Exclusive The GP contract should be ‘torn up' as part of radical reforms to NHS payment systems designed to make integrated care a reality, according to an influential think tank advising the Government on health strategy.

A senior figure at the King's Fund told Pulse a new GP contract was needed which defined core services much more closely so work could be moved into the community to integrate care without the risk of ‘paying GPs twice'.

Dr Anna Dixon, director of policy at the King's Fund, warned the alternative to a new contract was to scrap the GMS contract altogether and ask GPs to compete for separate parts of primary care provision under a fully integrated approach.

The King's Fund, along with the Nuffield Trust, has been tasked by the Government with advising the NHS Future Forum on developing ‘a national strategy for promotion of integrated care'. It told Pulse such a strategy would also require reform of the controversial payment by results system, to prevent money being sucked into hospitals. But it is Dr Dixon's words on the future of the GP contract that will most raise eyebrows.

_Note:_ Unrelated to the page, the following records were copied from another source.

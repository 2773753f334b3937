pub mod events;
pub mod protocol;
pub mod session;

pub use events::GameEvent;
pub use protocol::{Request, Response, WireEvent};
pub use session::{ClientConfig, Session};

Speaking at a King's Fund conference on integrated care last week, she said: ‘If we are serious about integrated care, I think we need to tear up the GP contract. People have mentioned integrated care for diabetes for example – where is the GP element of that?'

Dr Dixon said core GP activities were not defined well enough under current arrangements, meaning ‘there is a danger under the new system we will be paying for the same activity twice'. She also said the contractual status of small practices would ‘have to change', with ‘larger federated practices taking on bigger contracts in risk-sharing relationships with other providers'.

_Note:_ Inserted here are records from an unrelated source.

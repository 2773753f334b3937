use std::sync::Arc;

use tracing::{debug, info, warn};

use crate::bot::capabilities::Capabilities;
use crate::bot::fishing::{self, FishingHandle};
use crate::bot::farming;
use crate::bot::goals::Goal;
use crate::bot::movement::{Control, Movements};
use crate::commands::parser::{Command, MoveDirection};
use crate::error::{Error, Result};
use crate::state::{BlockMatcher, BlockQuery, EntityFilter};

/// Search radius for `find`
pub const FIND_RADIUS: f64 = 90.0;
/// Most positions `find` asks for
pub const FIND_COUNT: usize = 10;

/// Everything handlers share for the lifetime of a session
pub struct BotContext<C: ?Sized> {
    pub caps: Arc<C>,
    pub movements: Movements,
    pub fishing: Option<FishingHandle>,
}

impl<C: Capabilities + ?Sized + 'static> BotContext<C> {
    pub fn new(caps: Arc<C>) -> Self {
        Self {
            caps,
            movements: Movements::default(),
            fishing: None,
        }
    }

    pub fn is_fishing(&self) -> bool {
        self.fishing.as_ref().is_some_and(FishingHandle::is_running)
    }
}

/// Log a reply and send it to chat
pub async fn reply<C>(caps: &C, message: &str) -> Result<()>
where
    C: Capabilities + ?Sized,
{
    info!(%message, "replying");
    caps.chat(message).await
}

/// Run one command on behalf of `speaker`
pub async fn handle<C>(ctx: &mut BotContext<C>, speaker: &str, command: Command) -> Result<()>
where
    C: Capabilities + ?Sized + 'static,
{
    match command {
        Command::Loaded => loaded(&*ctx.caps).await,
        Command::Find { block } => find(&*ctx.caps, &block).await,
        Command::Come => come(ctx, speaker).await,
        Command::GoTo { x, y, z } => {
            ctx.caps.set_goal(Goal::near_coordinate(x, y, z), &ctx.movements).await
        }
        Command::Move(direction) => move_bot(&*ctx.caps, direction).await,
        Command::Jump => {
            ctx.caps.set_control_state(Control::Jump, true).await?;
            ctx.caps.set_control_state(Control::Jump, false).await
        }
        Command::ListItems => list_items(&*ctx.caps).await,
        Command::Dig { args } => {
            debug!(?args, "dig is not implemented");
            Ok(())
        }
        Command::Attack => attack(&*ctx.caps).await,
        Command::Fish => fish(ctx).await,
        Command::StopFish => {
            match ctx.fishing.take() {
                Some(handle) => {
                    handle.stop();
                    info!("stopped fishing");
                }
                None => debug!("stop-fish while not fishing"),
            }
            Ok(())
        }
        Command::Farm => farm(&*ctx.caps).await,
    }
}

async fn loaded<C: Capabilities + ?Sized>(caps: &C) -> Result<()> {
    let position = caps.position().await?;
    info!(%position, "waiting for chunks");
    caps.wait_for_chunks_to_load().await?;
    reply(caps, "Ready!").await
}

async fn find<C: Capabilities + ?Sized>(caps: &C, block: &str) -> Result<()> {
    let Some(kind) = caps.block_by_name(block).await? else {
        return reply(caps, &format!("{} is not a block name", block)).await;
    };

    let query = BlockQuery::new(BlockMatcher::Ids { ids: vec![kind.id] }, FIND_RADIUS)
        .count(FIND_COUNT);
    let found = caps.find_blocks(query).await?;

    match found.first() {
        None => {
            reply(caps, &format!("I couldn't find any {}. Expand your search", block)).await
        }
        Some(first) => {
            reply(caps, &format!("I found {}. Search here: {}", found.len(), first)).await
        }
    }
}

async fn come<C>(ctx: &BotContext<C>, speaker: &str) -> Result<()>
where
    C: Capabilities + ?Sized + 'static,
{
    let Some(target) = ctx.caps.player_entity(speaker).await? else {
        return reply(&*ctx.caps, "I don't see you").await;
    };
    debug!(speaker, position = %target.position, "coming");
    ctx.caps.set_goal(Goal::near_player(target.position), &ctx.movements).await
}

async fn move_bot<C: Capabilities + ?Sized>(caps: &C, direction: MoveDirection) -> Result<()> {
    match direction.control() {
        Some(control) => caps.set_control_state(control, true).await,
        None => caps.clear_control_states().await,
    }
}

async fn list_items<C: Capabilities + ?Sized>(caps: &C) -> Result<()> {
    let items = caps.inventory_items().await?;
    let line = if items.is_empty() {
        "empty".to_string()
    } else {
        items.iter().map(ToString::to_string).collect::<Vec<_>>().join(", ")
    };
    reply(caps, &line).await
}

async fn attack<C: Capabilities + ?Sized>(caps: &C) -> Result<()> {
    let Some(target) = caps.nearest_entity(EntityFilter::attackable()).await? else {
        return reply(caps, "No nearby entity to attack").await;
    };
    info!(target = %target.name, id = target.id, "attacking");
    caps.attack(target.id).await
}

async fn fish<C>(ctx: &mut BotContext<C>) -> Result<()>
where
    C: Capabilities + ?Sized + 'static,
{
    // Restarting would leave the old loop's cast in flight next to the new one.
    if ctx.is_fishing() {
        debug!("already fishing");
        return Ok(());
    }
    if let Some(finished) = ctx.fishing.take() {
        finished.stop();
    }

    match fishing::start(ctx.caps.clone()).await {
        Ok(handle) => {
            info!("started fishing");
            ctx.fishing = Some(handle);
            Ok(())
        }
        Err(e @ (Error::ActionFailed { .. } | Error::Rejected { .. })) => {
            warn!(error = %e, "could not equip fishing rod");
            reply(&*ctx.caps, "No fishing rod").await
        }
        Err(e) => Err(e),
    }
}

async fn farm<C: Capabilities + ?Sized>(caps: &C) -> Result<()> {
    match farming::farm(caps).await {
        Ok(report) if report.is_empty() => {
            debug!("nothing to farm");
            Ok(())
        }
        Ok(report) => {
            info!(harvested = report.harvested, sown = report.sown, "farming done");
            Ok(())
        }
        Err(e) => {
            warn!(error = %e, "farming aborted");
            reply(caps, "Farming failed").await
        }
    }
}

‘There are two ways to tackle this,' she added. ‘One would be to define the core of what general practice is so when you buy integrated care you are not paying twice for it. The second is not to contract GP practices any more, but contract for GP care as part of integrated care through the process of more competitive commissioning.'

GPs have long argued a contract defining core services more precisely than the current list of essential services would prevent the Government dumping new work on practices without resourcing it.

But there are concerns ministers may use the suggestion to force through efficiency savings, with GPC chair Dr Laurence Buckman recently forced to reject a package of proposals understood to include movement of some enhanced services into the core contract.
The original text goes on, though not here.